Input material:
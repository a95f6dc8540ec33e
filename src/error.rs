//! # error
//!
//! Typed domain errors. Two failure families exist in this system:
//!
//! - [`FetchError`] — remote call ล้มเหลว (quote feed / AI / mirror).
//!   Recover ด้วย fallback value ที่จุดเรียกเสมอ ไม่เคย propagate เป็น
//!   hard failure ข้าม symbol
//! - [`StoreError`] — persist ไฟล์ JSON ล้มเหลว. Caller เลือกเองว่า
//!   จะ log-and-continue (sentiment producer) หรือ skip trade (ledger)
//!
//! Business-rule rejections ("Already Holding", "Not Holding", ...) are
//! **not** errors — they live in `ledger::TradeOutcome` and callers are
//! expected to branch on them, not crash.

use thiserror::Error;

// ─── FetchError ───────────────────────────────────────────────────────────────

#[derive(Debug, Error)]
pub enum FetchError {
    /// Endpoint ติดต่อไม่ได้เลย (network / timeout / DNS)
    #[error("endpoint unreachable: {0}")]
    Unreachable(#[from] reqwest::Error),

    /// Server ตอบมาแต่ status ไม่ success
    #[error("HTTP {status}: {body}")]
    BadStatus { status: u16, body: String },

    /// Response parse ไม่ได้ตาม schema ที่คาด
    #[error("bad payload: {0}")]
    BadPayload(String),
}

// ─── StoreError ───────────────────────────────────────────────────────────────

#[derive(Debug, Error)]
pub enum StoreError {
    #[error("store io error: {0}")]
    Io(#[from] std::io::Error),

    #[error("store serialize error: {0}")]
    Serde(#[from] serde_json::Error),
}
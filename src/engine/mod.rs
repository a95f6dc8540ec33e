//! # engine
//!
//! `sniper`  — decision logic ล้วนๆ (RSI + Confluence Score → Verdict)
//! `scanner` — orchestration ของ 1 รอบ scan ทั้ง watchlist

pub mod scanner;
pub mod sniper;
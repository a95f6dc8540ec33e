//! # ledger — Paper-Trading Ledger
//!
//! จำลองการยิง Order โดยไม่แตะโบรกเกอร์จริง — mutate `Portfolio` ได้ผ่าน
//! `buy` / `sell` เท่านั้น
//!
//! ## State machine ต่อ symbol
//! ```text
//! NO_POSITION ──(buy)──▶ OPEN ──(sell)──▶ NO_POSITION
//! ```
//! ไม่มี partial fill, ไม่มี averaging-in, ไม่มี short — symbol คือ
//! binary: ถืออยู่หรือไม่ถือ บังคับด้วย guard "Already Holding" /
//! "Not Holding"
//!
//! ## Invariants
//! - `balance >= 0` เสมอ (buy ถูกปัดตกถ้าเงินไม่พอ)
//! - Position เปิดได้สูงสุด 1 ต่อ symbol
//! - `history` append-only

use chrono::NaiveDate;
use tracing::info;

use crate::error::StoreError;
use crate::models::{ClosedTrade, Portfolio, Position};
use crate::store::JsonStore;

// ─── Trade Outcome ────────────────────────────────────────────────────────────

/// เหตุผลที่ Order ถูกปัดตก — ไม่ใช่ error, caller ต้อง branch เอง
#[derive(Debug, Clone, Copy, PartialEq, Eq)]
pub enum RejectReason {
    /// มี Position เปิดอยู่แล้ว → ห้ามเปิดซ้ำ
    AlreadyHolding,
    /// เงินสดน้อยกว่า trade notional
    InsufficientFunds,
    /// ราคาแพงเกินจนซื้อไม่ได้แม้แต่ 1 หุ้น
    PriceTooHigh,
    /// สั่งขายทั้งที่ไม่ได้ถือ
    NotHolding,
}

impl std::fmt::Display for RejectReason {
    fn fmt(&self, f: &mut std::fmt::Formatter<'_>) -> std::fmt::Result {
        let msg = match self {
            RejectReason::AlreadyHolding => "Already Holding",
            RejectReason::InsufficientFunds => "Insufficient Funds",
            RejectReason::PriceTooHigh => "Price too high for trade size",
            RejectReason::NotHolding => "Not Holding",
        };
        write!(f, "{msg}")
    }
}

/// ผลลัพธ์ของ `buy` / `sell` ที่ persist สำเร็จแล้ว
#[derive(Debug, Clone, PartialEq)]
pub enum TradeOutcome {
    Bought { qty: i64, cost: f64 },
    Sold { qty: i64, revenue: f64, profit: f64 },
    Rejected(RejectReason),
}

impl TradeOutcome {
    #[allow(dead_code)]
    pub fn is_executed(&self) -> bool {
        !matches!(self, TradeOutcome::Rejected(_))
    }
}

// ─── Ledger Status ────────────────────────────────────────────────────────────

/// สรุปพอร์ต ณ ขณะนี้ — derive สดจาก Portfolio ทุกครั้ง ไม่เก็บ aggregate
#[derive(Debug, Clone)]
pub struct LedgerStatus {
    pub cash: f64,
    pub invested: f64,
    pub open_positions: Vec<(String, Position)>,
    pub trades_closed: usize,
    pub total_pnl: f64,
}

impl LedgerStatus {
    /// ข้อความรายงานพอร์ต (สำหรับ `status` mode / Telegram)
    pub fn render(&self) -> String {
        let mut holdings = String::new();
        for (symbol, pos) in &self.open_positions {
            holdings.push_str(&format!(
                "• {symbol}: {} qty @ {:.1}\n",
                pos.qty, pos.buy_price
            ));
        }
        if holdings.is_empty() {
            holdings.push_str("No active trades.");
        }

        format!(
            "💼 **GHOST LEDGER**\n\
             💰 Cash: ₹{}\n\
             📉 Invested: ₹{}\n\
             📜 History: {} Trades (P&L: ₹{})\n\n\
             🔓 **Open Positions:**\n{holdings}",
            fmt_money(self.cash),
            fmt_money(self.invested),
            self.trades_closed,
            fmt_money(self.total_pnl),
        )
    }
}

// ─── PaperLedger ──────────────────────────────────────────────────────────────

pub struct PaperLedger {
    store: JsonStore<Portfolio>,
    initial_capital: f64,
    trade_notional: f64,
}

impl PaperLedger {
    pub fn new(path: impl Into<std::path::PathBuf>, initial_capital: f64, trade_notional: f64) -> Self {
        Self {
            store: JsonStore::new(path),
            initial_capital,
            trade_notional,
        }
    }

    fn load(&self) -> Portfolio {
        let capital = self.initial_capital;
        self.store.load_or(|| Portfolio::with_capital(capital))
    }

    // ─── Buy ──────────────────────────────────────────────────────────────────

    /// ซื้อด้วย notional คงที่: `qty = floor(trade_notional / price)`
    ///
    /// `Err` = persist ล้มเหลว (trade รอบนี้ถือว่าไม่เกิด — ไฟล์เดิมอยู่ครบ)
    pub fn buy(
        &self,
        symbol: &str,
        price: f64,
        date: NaiveDate,
    ) -> Result<TradeOutcome, StoreError> {
        let mut pf = self.load();

        if pf.holdings.contains_key(symbol) {
            return Ok(TradeOutcome::Rejected(RejectReason::AlreadyHolding));
        }
        if pf.balance < self.trade_notional {
            return Ok(TradeOutcome::Rejected(RejectReason::InsufficientFunds));
        }

        let qty = if price > 0.0 {
            (self.trade_notional / price).floor() as i64
        } else {
            0
        };
        if qty == 0 {
            return Ok(TradeOutcome::Rejected(RejectReason::PriceTooHigh));
        }

        let cost = qty as f64 * price;
        pf.balance -= cost;
        pf.holdings.insert(
            symbol.to_string(),
            Position { buy_price: price, qty, buy_date: date },
        );

        self.store.save(&pf)?;

        info!(%symbol, qty, price, cost, balance = pf.balance, "🟢 paper BUY executed");
        Ok(TradeOutcome::Bought { qty, cost })
    }

    // ─── Sell ─────────────────────────────────────────────────────────────────

    /// ปิด Position ทั้งก้อน แล้วบันทึกกำไร/ขาดทุนลง history
    pub fn sell(
        &self,
        symbol: &str,
        price: f64,
        date: NaiveDate,
    ) -> Result<TradeOutcome, StoreError> {
        let mut pf = self.load();

        let position = match pf.holdings.remove(symbol) {
            Some(p) => p,
            None => return Ok(TradeOutcome::Rejected(RejectReason::NotHolding)),
        };

        let qty = position.qty;
        let revenue = qty as f64 * price;
        let profit = revenue - qty as f64 * position.buy_price;

        pf.balance += revenue;
        pf.history.push(ClosedTrade {
            ticker: symbol.to_string(),
            buy_price: position.buy_price,
            sell_price: price,
            qty,
            profit,
            buy_date: position.buy_date,
            sell_date: date,
        });

        self.store.save(&pf)?;

        info!(%symbol, qty, price, profit, balance = pf.balance, "🔴 paper SELL executed");
        Ok(TradeOutcome::Sold { qty, revenue, profit })
    }

    // ─── Status ───────────────────────────────────────────────────────────────

    /// สรุปพอร์ต — read-only, คำนวณใหม่จาก record ปัจจุบันทั้งหมด
    pub fn status(&self) -> LedgerStatus {
        let pf = self.load();

        let mut open_positions: Vec<(String, Position)> = pf
            .holdings
            .iter()
            .map(|(s, p)| (s.clone(), p.clone()))
            .collect();
        open_positions.sort_by(|a, b| a.0.cmp(&b.0));

        LedgerStatus {
            cash: pf.balance,
            invested: pf.invested(),
            open_positions,
            trades_closed: pf.history.len(),
            total_pnl: pf.total_pnl(),
        }
    }
}

// ─── Money formatting ─────────────────────────────────────────────────────────

/// Format จำนวนเงินแบบมี comma คั่นหลักพัน เช่น `1,010,000.00`
pub fn fmt_money(value: f64) -> String {
    let negative = value < 0.0;
    let raw = format!("{:.2}", value.abs());
    let (int_part, frac_part) = raw.split_once('.').unwrap_or((&raw, "00"));

    let mut grouped = String::new();
    for (i, c) in int_part.chars().rev().enumerate() {
        if i > 0 && i % 3 == 0 {
            grouped.push(',');
        }
        grouped.push(c);
    }
    let grouped: String = grouped.chars().rev().collect();

    if negative {
        format!("-{grouped}.{frac_part}")
    } else {
        format!("{grouped}.{frac_part}")
    }
}

// ─── Tests ────────────────────────────────────────────────────────────────────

Required action:
Which lines above contain the word "info"? Show each of them.

Result:
use tracing::info;
        info!(%symbol, qty, price, cost, balance = pf.balance, "🟢 paper BUY executed");
        info!(%symbol, qty, price, profit, balance = pf.balance, "🔴 paper SELL executed");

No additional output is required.